Source data
---
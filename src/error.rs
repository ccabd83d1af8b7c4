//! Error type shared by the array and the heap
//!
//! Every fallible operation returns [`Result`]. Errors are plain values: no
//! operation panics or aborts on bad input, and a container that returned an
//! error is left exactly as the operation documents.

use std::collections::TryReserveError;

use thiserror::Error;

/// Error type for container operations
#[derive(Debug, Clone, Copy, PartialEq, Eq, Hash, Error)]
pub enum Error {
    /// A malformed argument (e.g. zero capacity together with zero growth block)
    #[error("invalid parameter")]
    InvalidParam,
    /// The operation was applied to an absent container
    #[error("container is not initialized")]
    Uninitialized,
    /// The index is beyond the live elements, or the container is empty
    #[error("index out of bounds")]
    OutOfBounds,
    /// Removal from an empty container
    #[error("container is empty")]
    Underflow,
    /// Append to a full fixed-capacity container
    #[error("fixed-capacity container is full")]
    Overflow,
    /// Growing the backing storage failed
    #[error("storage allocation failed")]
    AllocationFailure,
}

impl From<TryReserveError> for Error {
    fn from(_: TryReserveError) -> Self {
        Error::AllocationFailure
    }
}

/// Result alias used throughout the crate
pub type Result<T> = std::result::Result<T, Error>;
---
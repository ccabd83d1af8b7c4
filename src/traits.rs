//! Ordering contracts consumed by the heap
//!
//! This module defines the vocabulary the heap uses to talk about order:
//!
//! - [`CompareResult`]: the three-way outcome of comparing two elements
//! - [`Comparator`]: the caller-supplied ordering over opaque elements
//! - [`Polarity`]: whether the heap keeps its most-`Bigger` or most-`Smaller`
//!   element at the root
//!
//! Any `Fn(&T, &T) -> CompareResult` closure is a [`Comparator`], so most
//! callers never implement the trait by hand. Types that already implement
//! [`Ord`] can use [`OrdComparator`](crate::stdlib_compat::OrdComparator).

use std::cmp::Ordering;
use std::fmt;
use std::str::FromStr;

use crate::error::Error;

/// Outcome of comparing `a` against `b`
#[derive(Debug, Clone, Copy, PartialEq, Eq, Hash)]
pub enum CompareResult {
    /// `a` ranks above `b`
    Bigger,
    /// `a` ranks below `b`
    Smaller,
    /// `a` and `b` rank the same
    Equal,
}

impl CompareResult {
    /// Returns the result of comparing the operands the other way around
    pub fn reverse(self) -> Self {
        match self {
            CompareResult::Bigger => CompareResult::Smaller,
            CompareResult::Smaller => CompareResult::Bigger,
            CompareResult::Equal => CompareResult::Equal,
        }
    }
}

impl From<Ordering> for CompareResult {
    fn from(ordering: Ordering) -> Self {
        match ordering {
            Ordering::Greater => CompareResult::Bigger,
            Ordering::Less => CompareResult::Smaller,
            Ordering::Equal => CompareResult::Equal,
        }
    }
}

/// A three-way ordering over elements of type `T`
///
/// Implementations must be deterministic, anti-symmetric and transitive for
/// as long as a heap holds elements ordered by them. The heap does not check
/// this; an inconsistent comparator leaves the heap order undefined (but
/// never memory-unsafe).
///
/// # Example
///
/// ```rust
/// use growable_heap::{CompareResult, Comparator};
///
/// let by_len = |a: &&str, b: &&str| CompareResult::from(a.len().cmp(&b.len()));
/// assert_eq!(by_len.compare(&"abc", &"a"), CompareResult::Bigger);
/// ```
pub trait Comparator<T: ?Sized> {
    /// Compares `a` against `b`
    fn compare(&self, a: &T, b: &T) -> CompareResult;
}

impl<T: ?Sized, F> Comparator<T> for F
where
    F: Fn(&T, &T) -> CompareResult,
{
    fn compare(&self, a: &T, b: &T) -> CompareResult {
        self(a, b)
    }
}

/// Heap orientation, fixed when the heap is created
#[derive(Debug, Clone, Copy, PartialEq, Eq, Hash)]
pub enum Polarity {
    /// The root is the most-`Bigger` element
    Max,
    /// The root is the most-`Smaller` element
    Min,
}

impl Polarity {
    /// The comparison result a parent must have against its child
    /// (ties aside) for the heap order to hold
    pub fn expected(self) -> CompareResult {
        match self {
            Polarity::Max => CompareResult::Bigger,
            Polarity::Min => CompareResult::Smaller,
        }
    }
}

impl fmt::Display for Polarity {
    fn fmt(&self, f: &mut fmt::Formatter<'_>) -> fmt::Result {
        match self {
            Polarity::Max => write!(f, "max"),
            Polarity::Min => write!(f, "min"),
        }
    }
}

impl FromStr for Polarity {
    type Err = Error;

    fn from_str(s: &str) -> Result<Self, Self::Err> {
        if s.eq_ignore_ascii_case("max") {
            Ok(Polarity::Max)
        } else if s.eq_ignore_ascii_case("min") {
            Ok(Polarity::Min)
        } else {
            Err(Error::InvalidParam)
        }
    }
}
---
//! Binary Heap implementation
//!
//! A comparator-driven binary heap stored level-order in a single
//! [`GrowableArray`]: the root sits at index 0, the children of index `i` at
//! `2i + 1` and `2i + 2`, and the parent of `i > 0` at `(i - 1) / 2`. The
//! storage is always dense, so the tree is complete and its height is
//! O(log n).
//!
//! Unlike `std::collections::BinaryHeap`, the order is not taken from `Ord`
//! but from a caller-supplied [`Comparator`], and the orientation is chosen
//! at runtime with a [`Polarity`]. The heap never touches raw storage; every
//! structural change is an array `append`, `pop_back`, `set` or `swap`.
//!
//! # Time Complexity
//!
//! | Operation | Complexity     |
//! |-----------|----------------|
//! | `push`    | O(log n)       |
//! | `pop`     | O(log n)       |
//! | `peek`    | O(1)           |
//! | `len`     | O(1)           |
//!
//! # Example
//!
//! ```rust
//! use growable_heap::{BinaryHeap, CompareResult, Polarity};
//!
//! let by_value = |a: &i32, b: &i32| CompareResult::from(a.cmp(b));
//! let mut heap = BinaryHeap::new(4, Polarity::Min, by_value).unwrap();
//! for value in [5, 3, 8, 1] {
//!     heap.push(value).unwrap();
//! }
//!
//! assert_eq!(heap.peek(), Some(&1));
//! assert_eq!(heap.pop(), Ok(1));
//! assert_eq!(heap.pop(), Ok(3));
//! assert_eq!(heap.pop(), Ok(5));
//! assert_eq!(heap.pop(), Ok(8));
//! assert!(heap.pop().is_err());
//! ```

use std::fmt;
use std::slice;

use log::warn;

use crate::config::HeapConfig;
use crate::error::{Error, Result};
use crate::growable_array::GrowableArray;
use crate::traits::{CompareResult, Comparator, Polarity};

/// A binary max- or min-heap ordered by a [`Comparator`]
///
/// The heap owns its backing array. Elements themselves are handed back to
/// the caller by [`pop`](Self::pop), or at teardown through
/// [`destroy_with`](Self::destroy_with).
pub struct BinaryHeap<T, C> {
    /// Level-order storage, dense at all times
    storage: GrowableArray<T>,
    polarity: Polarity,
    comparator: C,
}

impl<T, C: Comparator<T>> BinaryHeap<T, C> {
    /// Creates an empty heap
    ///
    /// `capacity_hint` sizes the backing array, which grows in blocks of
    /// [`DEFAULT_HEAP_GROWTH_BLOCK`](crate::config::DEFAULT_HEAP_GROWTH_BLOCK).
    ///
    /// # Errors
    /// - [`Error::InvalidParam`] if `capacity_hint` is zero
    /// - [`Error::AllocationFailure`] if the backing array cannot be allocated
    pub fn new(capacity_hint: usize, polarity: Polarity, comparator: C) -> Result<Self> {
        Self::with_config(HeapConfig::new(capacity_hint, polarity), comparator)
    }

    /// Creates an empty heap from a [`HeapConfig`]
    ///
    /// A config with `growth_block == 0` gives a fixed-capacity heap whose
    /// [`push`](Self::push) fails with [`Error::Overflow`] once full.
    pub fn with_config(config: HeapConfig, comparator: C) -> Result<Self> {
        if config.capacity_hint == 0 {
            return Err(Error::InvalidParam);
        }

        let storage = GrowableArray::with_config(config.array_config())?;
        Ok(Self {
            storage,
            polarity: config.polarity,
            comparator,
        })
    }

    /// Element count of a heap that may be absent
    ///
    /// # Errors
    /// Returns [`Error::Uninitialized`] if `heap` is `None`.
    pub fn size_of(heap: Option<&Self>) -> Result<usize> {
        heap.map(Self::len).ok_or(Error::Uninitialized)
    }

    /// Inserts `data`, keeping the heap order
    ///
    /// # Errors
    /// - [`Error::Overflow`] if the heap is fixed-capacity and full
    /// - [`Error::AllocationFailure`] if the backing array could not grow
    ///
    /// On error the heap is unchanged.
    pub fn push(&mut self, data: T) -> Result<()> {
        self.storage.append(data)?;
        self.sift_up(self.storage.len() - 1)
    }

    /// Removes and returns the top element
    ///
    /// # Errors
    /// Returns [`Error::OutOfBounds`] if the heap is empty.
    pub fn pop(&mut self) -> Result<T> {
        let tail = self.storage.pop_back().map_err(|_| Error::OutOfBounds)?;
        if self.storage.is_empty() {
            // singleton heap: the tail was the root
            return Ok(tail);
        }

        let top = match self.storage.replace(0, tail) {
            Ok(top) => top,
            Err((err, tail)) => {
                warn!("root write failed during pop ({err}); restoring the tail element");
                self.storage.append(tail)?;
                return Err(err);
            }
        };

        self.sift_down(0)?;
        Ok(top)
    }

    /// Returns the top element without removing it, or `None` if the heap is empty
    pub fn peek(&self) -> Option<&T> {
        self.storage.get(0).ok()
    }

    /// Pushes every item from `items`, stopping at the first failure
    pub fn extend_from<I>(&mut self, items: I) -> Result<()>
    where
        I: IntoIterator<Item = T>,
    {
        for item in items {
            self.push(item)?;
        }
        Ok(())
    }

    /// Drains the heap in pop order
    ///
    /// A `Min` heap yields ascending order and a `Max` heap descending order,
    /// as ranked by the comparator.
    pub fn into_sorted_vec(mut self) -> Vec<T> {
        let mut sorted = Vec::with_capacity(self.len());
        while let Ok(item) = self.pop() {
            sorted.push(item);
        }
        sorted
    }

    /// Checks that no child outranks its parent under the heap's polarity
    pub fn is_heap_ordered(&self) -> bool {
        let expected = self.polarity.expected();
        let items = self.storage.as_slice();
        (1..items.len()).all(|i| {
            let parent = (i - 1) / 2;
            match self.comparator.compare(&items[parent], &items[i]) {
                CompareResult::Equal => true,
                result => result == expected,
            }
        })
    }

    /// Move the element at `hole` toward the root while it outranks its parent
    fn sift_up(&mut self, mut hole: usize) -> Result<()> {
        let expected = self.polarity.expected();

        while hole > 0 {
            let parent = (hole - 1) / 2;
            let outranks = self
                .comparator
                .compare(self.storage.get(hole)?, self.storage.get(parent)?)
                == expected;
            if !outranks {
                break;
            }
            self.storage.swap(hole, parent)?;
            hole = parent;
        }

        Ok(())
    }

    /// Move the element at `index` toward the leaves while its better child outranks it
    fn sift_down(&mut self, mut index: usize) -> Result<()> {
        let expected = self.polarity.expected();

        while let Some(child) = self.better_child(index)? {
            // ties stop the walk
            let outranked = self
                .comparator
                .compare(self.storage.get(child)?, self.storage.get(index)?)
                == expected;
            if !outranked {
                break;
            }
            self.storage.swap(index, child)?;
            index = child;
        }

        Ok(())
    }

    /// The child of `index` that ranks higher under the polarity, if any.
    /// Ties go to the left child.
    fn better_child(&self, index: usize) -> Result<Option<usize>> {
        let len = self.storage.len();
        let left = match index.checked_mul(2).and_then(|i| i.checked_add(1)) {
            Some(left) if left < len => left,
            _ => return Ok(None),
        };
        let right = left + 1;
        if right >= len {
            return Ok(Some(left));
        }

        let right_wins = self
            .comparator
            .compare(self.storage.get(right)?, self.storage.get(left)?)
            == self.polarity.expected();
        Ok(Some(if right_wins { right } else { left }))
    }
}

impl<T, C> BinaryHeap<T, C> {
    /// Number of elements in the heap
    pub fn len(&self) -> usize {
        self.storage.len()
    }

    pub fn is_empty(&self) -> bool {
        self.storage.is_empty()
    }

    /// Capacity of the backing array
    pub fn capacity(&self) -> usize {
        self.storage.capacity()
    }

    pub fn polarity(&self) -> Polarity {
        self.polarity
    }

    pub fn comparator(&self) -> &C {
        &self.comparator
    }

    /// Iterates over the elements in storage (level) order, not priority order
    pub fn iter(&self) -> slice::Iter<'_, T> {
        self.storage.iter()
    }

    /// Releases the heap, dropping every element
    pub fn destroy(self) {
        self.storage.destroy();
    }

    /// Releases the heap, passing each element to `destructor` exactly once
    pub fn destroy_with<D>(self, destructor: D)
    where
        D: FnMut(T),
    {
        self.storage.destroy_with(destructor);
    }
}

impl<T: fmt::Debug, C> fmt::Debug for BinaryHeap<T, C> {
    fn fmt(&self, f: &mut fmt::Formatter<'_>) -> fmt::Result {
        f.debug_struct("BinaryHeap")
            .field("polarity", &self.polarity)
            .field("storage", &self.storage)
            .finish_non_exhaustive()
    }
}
---
§ **PROBLEM REQUIREMENTS**
Please copy every line from the entries that includes the word "peek".

§ **TASK RESULT**
//! | `peek`    | O(1)           |
//! assert_eq!(heap.peek(), Some(&1));
    pub fn peek(&self) -> Option<&T> {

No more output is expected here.